Material provided:
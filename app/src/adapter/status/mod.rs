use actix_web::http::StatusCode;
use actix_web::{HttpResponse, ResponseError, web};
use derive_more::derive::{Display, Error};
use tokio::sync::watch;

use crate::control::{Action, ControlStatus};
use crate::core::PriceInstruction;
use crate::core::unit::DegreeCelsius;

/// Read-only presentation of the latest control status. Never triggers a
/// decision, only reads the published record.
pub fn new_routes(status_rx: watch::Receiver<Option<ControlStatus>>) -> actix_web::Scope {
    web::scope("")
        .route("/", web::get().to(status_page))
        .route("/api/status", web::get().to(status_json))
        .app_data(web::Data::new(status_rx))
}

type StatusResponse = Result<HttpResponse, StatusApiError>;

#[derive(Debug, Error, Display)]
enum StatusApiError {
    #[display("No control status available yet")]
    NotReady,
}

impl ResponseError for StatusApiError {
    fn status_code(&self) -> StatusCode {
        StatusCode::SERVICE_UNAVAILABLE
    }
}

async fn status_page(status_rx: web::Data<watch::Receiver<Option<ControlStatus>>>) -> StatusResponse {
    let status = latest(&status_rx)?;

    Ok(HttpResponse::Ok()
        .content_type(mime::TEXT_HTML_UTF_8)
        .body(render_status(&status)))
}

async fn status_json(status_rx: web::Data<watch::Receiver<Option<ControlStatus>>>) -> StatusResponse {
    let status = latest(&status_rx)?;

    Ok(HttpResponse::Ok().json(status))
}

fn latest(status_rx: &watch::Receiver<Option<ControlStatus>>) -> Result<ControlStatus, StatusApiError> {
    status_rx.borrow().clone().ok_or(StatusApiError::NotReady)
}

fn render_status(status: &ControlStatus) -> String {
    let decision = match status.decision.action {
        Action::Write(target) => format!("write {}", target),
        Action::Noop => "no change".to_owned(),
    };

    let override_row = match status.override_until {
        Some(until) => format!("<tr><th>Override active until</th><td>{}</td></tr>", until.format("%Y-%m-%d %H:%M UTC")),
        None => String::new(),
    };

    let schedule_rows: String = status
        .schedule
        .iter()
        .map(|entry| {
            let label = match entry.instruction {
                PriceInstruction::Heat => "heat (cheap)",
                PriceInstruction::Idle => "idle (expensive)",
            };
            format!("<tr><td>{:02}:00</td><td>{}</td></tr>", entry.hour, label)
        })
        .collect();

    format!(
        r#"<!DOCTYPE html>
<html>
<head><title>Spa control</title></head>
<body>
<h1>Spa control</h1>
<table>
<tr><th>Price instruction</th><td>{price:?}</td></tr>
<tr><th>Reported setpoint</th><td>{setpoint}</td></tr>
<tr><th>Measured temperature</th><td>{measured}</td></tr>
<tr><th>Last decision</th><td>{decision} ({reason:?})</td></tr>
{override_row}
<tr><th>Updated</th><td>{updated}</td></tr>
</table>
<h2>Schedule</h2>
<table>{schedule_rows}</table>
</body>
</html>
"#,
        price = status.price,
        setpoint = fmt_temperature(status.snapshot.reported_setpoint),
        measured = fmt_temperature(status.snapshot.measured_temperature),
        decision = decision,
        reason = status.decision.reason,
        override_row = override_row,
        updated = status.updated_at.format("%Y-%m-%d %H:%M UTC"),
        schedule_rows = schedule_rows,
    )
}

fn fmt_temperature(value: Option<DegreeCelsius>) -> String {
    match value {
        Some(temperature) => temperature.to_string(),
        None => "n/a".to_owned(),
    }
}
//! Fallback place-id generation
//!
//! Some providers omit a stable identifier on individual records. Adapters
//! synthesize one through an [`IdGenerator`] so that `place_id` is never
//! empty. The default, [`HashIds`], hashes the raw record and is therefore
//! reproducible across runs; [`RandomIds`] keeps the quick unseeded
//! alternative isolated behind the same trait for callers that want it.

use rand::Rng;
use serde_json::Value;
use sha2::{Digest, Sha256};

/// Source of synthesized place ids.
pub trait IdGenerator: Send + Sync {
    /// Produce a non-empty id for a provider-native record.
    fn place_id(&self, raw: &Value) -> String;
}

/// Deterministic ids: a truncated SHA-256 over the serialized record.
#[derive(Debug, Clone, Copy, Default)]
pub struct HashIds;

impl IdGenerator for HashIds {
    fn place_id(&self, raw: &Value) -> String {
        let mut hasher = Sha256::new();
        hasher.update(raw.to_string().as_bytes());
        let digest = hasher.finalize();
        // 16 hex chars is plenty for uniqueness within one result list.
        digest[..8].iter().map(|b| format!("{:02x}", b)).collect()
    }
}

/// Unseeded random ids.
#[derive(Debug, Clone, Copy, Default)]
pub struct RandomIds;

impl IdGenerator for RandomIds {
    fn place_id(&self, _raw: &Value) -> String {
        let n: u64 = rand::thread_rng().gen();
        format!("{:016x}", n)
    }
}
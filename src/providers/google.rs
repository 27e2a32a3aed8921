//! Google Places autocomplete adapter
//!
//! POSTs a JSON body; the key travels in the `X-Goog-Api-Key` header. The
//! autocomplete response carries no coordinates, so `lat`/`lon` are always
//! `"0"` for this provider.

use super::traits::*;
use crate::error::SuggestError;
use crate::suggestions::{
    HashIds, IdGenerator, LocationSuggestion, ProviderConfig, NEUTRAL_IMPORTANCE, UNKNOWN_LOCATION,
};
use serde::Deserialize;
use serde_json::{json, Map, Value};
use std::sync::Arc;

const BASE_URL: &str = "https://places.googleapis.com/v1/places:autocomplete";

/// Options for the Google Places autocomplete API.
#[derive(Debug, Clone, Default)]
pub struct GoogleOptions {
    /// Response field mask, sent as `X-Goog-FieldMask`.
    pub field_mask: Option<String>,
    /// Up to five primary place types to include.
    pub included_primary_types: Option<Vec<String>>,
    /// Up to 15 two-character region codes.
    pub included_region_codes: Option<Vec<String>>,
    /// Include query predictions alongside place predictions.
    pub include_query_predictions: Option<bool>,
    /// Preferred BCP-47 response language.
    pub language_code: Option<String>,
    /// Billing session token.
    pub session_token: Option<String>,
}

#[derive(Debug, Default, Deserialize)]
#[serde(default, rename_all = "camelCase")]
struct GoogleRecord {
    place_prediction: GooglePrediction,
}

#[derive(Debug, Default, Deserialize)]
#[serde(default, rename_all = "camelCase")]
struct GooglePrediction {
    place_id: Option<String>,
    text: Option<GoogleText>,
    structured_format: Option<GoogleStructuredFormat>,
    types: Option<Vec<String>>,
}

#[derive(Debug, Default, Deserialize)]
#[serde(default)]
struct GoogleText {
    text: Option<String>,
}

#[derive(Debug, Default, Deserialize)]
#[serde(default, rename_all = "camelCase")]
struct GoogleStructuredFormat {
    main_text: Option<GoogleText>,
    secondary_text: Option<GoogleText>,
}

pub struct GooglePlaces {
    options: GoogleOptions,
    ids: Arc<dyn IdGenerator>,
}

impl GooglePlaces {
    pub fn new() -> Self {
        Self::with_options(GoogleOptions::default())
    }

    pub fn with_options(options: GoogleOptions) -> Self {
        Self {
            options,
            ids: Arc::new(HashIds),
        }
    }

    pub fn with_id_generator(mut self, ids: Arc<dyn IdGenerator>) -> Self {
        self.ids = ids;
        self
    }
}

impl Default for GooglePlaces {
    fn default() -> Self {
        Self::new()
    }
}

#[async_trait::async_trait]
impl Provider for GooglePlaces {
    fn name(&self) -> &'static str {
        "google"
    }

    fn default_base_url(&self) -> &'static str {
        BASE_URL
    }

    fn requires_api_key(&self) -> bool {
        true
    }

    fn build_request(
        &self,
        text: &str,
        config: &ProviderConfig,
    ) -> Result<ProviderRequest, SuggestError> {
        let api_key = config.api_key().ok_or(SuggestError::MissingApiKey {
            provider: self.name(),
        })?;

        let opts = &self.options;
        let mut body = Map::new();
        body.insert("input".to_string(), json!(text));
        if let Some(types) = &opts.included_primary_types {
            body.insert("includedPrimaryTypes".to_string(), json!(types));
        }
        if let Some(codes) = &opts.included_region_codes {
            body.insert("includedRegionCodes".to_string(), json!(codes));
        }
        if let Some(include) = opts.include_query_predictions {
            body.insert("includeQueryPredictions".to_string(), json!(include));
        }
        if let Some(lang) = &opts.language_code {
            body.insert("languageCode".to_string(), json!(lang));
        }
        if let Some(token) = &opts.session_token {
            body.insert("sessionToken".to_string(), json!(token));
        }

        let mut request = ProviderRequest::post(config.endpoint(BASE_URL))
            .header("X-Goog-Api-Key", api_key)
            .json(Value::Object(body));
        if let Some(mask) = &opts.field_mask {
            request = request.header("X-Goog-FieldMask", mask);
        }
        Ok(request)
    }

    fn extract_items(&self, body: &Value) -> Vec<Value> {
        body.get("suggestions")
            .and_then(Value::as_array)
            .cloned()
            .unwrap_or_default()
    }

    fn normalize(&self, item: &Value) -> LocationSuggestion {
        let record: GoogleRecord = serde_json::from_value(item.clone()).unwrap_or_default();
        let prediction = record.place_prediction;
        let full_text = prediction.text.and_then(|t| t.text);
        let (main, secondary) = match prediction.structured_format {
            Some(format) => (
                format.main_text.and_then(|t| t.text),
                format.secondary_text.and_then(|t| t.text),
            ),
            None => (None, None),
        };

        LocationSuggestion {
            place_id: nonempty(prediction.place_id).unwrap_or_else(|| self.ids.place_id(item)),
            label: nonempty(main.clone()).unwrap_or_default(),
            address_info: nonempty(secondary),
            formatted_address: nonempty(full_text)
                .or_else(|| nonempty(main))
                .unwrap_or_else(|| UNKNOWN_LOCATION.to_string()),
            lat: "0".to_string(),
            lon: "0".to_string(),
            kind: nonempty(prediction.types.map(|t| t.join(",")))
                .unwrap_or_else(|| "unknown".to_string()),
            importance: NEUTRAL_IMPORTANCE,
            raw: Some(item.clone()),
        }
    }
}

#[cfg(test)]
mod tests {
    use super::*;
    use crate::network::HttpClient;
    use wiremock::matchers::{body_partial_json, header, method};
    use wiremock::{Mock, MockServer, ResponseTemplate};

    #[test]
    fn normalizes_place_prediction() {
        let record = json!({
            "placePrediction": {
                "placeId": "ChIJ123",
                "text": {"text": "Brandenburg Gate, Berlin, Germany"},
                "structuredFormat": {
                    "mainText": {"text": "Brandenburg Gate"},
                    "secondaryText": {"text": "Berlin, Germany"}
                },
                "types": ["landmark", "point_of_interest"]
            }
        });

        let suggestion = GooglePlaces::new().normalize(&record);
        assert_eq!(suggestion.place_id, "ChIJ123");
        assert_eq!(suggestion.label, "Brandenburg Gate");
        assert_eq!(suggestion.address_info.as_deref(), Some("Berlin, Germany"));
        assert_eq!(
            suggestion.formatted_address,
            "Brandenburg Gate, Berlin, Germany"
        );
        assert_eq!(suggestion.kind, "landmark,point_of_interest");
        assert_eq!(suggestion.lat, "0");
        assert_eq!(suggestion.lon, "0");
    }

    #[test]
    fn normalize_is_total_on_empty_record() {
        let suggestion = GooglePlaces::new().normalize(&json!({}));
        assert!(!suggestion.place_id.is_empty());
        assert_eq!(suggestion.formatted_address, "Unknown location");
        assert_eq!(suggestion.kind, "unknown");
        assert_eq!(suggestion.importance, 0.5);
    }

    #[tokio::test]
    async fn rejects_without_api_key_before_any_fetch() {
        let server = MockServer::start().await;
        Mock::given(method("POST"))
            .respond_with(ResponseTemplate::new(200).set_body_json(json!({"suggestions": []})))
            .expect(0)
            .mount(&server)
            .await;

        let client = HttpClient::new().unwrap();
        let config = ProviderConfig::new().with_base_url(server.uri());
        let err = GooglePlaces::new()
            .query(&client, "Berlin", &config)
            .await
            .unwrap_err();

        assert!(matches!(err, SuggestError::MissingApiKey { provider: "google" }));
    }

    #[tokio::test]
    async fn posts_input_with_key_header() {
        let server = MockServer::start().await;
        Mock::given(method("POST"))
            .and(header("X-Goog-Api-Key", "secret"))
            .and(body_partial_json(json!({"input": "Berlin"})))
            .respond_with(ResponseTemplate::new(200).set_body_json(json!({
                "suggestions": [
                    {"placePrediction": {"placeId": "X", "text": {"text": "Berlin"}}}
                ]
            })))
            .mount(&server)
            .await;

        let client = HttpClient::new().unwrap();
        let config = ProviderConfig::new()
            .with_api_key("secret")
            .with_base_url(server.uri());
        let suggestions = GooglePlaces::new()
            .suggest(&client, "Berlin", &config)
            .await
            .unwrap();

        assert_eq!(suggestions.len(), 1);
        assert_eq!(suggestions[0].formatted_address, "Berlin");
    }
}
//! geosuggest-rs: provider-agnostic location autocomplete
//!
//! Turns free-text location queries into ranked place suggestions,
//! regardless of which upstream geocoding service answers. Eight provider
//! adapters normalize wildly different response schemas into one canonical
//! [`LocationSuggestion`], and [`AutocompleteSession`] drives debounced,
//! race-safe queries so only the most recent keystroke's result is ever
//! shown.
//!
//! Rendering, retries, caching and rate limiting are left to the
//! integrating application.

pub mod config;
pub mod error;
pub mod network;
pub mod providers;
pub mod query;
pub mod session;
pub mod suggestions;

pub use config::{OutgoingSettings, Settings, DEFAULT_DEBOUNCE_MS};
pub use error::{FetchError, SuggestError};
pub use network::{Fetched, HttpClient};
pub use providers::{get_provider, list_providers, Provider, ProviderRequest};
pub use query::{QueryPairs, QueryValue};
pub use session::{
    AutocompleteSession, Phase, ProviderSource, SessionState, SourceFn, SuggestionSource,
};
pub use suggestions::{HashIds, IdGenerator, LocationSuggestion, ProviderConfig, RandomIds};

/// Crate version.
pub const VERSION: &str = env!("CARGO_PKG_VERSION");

...

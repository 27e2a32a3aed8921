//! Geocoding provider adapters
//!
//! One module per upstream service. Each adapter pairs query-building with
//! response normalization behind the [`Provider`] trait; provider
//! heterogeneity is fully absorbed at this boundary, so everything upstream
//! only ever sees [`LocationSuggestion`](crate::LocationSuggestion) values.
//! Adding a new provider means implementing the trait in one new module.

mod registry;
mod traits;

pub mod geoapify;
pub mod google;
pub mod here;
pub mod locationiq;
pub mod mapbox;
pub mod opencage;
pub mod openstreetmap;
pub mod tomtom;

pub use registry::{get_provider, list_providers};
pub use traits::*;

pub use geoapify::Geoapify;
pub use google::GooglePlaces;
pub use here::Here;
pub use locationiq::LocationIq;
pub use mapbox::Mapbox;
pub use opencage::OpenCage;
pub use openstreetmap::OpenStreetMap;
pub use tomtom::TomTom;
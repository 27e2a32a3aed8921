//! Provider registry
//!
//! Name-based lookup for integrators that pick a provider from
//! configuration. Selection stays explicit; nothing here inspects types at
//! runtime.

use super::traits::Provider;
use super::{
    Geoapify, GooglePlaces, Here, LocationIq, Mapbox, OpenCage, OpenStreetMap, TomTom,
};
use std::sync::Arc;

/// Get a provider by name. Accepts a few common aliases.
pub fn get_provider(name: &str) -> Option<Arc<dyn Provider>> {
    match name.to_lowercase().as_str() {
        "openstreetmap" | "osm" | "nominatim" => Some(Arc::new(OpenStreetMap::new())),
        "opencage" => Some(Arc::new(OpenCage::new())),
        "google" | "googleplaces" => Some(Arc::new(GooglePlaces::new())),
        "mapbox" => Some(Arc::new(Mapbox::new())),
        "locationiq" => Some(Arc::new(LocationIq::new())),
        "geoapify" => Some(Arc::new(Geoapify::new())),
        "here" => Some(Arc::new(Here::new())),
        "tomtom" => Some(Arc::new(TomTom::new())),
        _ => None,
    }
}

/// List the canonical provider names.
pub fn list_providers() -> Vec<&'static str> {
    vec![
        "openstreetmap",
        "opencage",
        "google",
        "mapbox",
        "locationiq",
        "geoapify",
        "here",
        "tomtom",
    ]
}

Task statement: Find how many lines in the material above hold the word "setpoint", then reply with only that figure.

Response below: 2